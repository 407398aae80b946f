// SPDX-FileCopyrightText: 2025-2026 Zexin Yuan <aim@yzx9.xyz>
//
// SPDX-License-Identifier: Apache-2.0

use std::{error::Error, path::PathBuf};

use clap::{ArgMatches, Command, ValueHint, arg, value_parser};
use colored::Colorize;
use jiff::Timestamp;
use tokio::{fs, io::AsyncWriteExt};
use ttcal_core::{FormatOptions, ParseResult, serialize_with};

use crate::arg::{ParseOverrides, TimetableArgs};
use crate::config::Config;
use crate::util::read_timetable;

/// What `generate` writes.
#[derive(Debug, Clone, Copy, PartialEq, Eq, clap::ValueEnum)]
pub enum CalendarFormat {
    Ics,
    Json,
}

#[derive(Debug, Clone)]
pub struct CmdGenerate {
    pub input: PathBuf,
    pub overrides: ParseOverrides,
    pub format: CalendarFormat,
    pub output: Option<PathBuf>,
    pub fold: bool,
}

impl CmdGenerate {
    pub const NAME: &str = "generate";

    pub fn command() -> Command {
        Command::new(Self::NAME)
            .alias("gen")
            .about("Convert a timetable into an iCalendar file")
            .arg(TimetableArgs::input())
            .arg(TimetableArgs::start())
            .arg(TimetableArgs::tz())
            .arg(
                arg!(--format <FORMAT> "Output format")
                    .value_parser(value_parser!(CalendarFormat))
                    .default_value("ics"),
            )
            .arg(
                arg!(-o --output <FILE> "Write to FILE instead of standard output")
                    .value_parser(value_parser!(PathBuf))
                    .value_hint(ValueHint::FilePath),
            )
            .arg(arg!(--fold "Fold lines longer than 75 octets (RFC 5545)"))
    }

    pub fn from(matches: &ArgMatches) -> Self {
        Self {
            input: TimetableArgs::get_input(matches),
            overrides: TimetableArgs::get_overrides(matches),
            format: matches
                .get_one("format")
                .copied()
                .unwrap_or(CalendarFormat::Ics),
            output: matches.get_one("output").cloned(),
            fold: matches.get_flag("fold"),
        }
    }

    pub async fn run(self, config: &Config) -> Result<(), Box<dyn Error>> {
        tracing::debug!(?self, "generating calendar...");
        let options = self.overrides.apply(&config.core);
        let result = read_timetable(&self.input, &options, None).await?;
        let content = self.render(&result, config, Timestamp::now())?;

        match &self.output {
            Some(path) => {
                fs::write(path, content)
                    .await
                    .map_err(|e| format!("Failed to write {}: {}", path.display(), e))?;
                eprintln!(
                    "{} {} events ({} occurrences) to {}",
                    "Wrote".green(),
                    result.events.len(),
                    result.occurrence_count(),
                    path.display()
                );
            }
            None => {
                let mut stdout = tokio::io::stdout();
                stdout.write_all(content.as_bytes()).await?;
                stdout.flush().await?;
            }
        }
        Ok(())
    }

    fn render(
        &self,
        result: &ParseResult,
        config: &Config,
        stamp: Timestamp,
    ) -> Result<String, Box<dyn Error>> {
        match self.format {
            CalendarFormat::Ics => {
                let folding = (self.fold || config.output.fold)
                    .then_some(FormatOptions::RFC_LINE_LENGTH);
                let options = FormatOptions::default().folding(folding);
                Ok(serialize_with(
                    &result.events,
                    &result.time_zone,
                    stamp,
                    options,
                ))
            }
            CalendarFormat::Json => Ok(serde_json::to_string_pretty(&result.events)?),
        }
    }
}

## EXERCISE OBJECTIVE:
Extract the complete data, matching each line exactly.

## ANSWER TO THIS EXERCISE:
repository 407398aae80b946f
// SPDX-FileCopyrightText: 2025-2026 Zexin Yuan <aim@yzx9.xyz>
//
// SPDX-License-Identifier: Apache-2.0

use std::{error::Error, path::PathBuf};

use clap::{ArgMatches, Command, ValueHint, arg, value_parser};
use colored::Colorize;
use jiff::Timestamp;
use tokio::{fs, io::AsyncWriteExt};
use ttcal_core::{FormatOptions, ParseResult, serialize_with};

use crate::arg::{ParseOverrides, TimetableArgs};
use crate::config::Config;
use crate::util::read_timetable;

/// What `generate` writes.
#[derive(Debug, Clone, Copy, PartialEq, Eq, clap::ValueEnum)]
pub enum CalendarFormat {
    Ics,
    Json,
}

#[derive(Debug, Clone)]
pub struct CmdGenerate {
    pub input: PathBuf,
    pub overrides: ParseOverrides,
    pub format: CalendarFormat,
    pub output: Option<PathBuf>,
    pub fold: bool,
}

impl CmdGenerate {
    pub const NAME: &str = "generate";

    pub fn command() -> Command {
        Command::new(Self::NAME)
            .alias("gen")
            .about("Convert a timetable into an iCalendar file")
            .arg(TimetableArgs::input())
            .arg(TimetableArgs::start())
            .arg(TimetableArgs::tz())
            .arg(
                arg!(--format <FORMAT> "Output format")
                    .value_parser(value_parser!(CalendarFormat))
                    .default_value("ics"),
            )
            .arg(
                arg!(-o --output <FILE> "Write to FILE instead of standard output")
                    .value_parser(value_parser!(PathBuf))
                    .value_hint(ValueHint::FilePath),
            )
            .arg(arg!(--fold "Fold lines longer than 75 octets (RFC 5545)"))
    }

    pub fn from(matches: &ArgMatches) -> Self {
        Self {
            input: TimetableArgs::get_input(matches),
            overrides: TimetableArgs::get_overrides(matches),
            format: matches
                .get_one("format")
                .copied()
                .unwrap_or(CalendarFormat::Ics),
            output: matches.get_one("output").cloned(),
            fold: matches.get_flag("fold"),
        }
    }

    pub async fn run(self, config: &Config) -> Result<(), Box<dyn Error>> {
        tracing::debug!(?self, "generating calendar...");
        let options = self.overrides.apply(&config.core);
        let result = read_timetable(&self.input, &options, None).await?;
        let content = self.render(&result, config, Timestamp::now())?;

        match &self.output {
            Some(path) => {
                fs::write(path, content)
                    .await
                    .map_err(|e| format!("Failed to write {}: {}", path.display(), e))?;
                eprintln!(
                    "{} {} events ({} occurrences) to {}",
                    "Wrote".green(),
                    result.events.len(),
                    result.occurrence_count(),
                    path.display()
                );
            }
            None => {
                let mut stdout = tokio::io::stdout();
                stdout.write_all(content.as_bytes()).await?;
                stdout.flush().await?;
            }
        }
        Ok(())
    }

    fn render(
        &self,
        result: &ParseResult,
        config: &Config,
        stamp: Timestamp,
    ) -> Result<String, Box<dyn Error>> {
        match self.format {
            CalendarFormat::Ics => {
                let folding = (self.fold || config.output.fold)
                    .then_some(FormatOptions::RFC_LINE_LENGTH);
                let options = FormatOptions::default().folding(folding);
                Ok(serialize_with(
                    &result.events,
                    &result.time_zone,
                    stamp,
                    options,
                ))
            }
            CalendarFormat::Json => Ok(serde_json::to_string_pretty(&result.events)?),
        }
    }
}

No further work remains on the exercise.